Voltage-gated sodium channel Na_V 1.7 is required for acute and inflammatory pain in mice and humans but its significance for visceral pain is unknown. Here we examine the role of Na_V 1.7 in visceral pain processing and the development of referred hyperalgesia using a conditional nociceptor-specific Na_V 1.7 knockout mouse (Na_V 1.7^Nav1.8 ) and selective small-molecule Na_V 1.7 antagonist PF-5198007. Na_V 1.7^Nav1.8 mice showed normal nociceptive behaviours in response to intracolonic application of either capsaicin or mustard oil, stimuli known to evoke sustained nociceptor activity and sensitization following tissue damage, respectively. Normal responses following induction of cystitis by cyclophosphamide were also observed in both Na_V 1.7^Nav1.8 and littermate controls. Loss, or blockade, of Na_V 1.7 did not affect afferent responses to noxious mechanical and chemical stimuli in nerve-gut preparations in mouse, or following antagonism of Na_V 1.7 in resected human appendix stimulated by noxious distending pressures. However, expression analysis of voltage-gated sodium channel α subunits revealed Na_V 1.7 mRNA transcripts in nearly all retrogradely labelled colonic neurons, suggesting redundancy in function.
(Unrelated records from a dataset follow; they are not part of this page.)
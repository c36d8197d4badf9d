//! Covariance propagation `P' = A P Aᵀ + Q` with the numerical checks a
//! long-running filter needs.

use nalgebra::SVector;

use crate::config::FilterConfig;
use crate::error::{Error, Result};
use crate::math;
use crate::{Matrix7, Real};

/// Relative slack allowed on the Cauchy-Schwarz bound `|Pij| <= sqrt(Pii Pjj)`.
pub const CONDITIONING_TOLERANCE: Real = 1e-3;

/// Diagonal process noise with one variance for the quaternion block and
/// one for the bias block.
pub fn diagonal_process_noise(quaternion_variance: Real, bias_variance: Real) -> Matrix7 {
    let v = quaternion_variance;
    let b = bias_variance;
    Matrix7::from_diagonal(&SVector::<Real, 7>::from_column_slice(&[v, v, v, v, b, b, b]))
}

pub fn initial_covariance(config: &FilterConfig) -> Matrix7 {
    diagonal_process_noise(config.quaternion_variance, config.bias_variance)
}

/// `(P + Pᵀ) / 2`
pub fn symmetrize(P: &Matrix7) -> Matrix7 {
    (P + P.transpose()) * 0.5
}

/// Cheap necessary conditions for a finite, symmetric, positive
/// semi-definite matrix: finite entries, symmetry, a non-negative
/// diagonal and every off-diagonal entry within the Cauchy-Schwarz bound.
pub fn check_conditioning(P: &Matrix7) -> Result<()> {
    if P.iter().any(|v| !v.is_finite()) {
        return Err(Error::CovarianceIllConditioned);
    }
    for i in 0..7 {
        if P[(i, i)] < 0.0 {
            return Err(Error::CovarianceIllConditioned);
        }
    }
    for i in 0..7 {
        for j in (i + 1)..7 {
            let bound = math::sqrt(P[(i, i)] * P[(j, j)]);
            let slack = CONDITIONING_TOLERANCE * bound + Real::EPSILON;
            if math::abs(P[(i, j)] - P[(j, i)]) > slack || math::abs(P[(i, j)]) > bound + slack {
                return Err(Error::CovarianceIllConditioned);
            }
        }
    }
    Ok(())
}

/// `A P Aᵀ + Q`, symmetrized and checked.
pub fn propagate_covariance(P: &Matrix7, A: &Matrix7, Q: &Matrix7) -> Result<Matrix7> {
    let P_next = symmetrize(&(A * P * A.transpose() + Q));
    check_conditioning(&P_next)?;
    Ok(P_next)
}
By contrast, using comparative somatic behavioural models we identify that genetic deletion of Na_V 1.7 (in Na_V 1.8-expressing neurons) regulates noxious heat pain threshold and that this can be recapitulated by the selective Na_V 1.7 antagonist PF-5198007. Our data demonstrate that Na_V 1.7 (in Na_V 1.8-expressing neurons) contributes to defined pain pathways in a modality-dependent manner, modulating somatic noxious heat pain, but is not required for visceral pain processing, and advocate that pharmacological block of Na_V 1.7 alone in the viscera may be insufficient in targeting chronic visceral pain.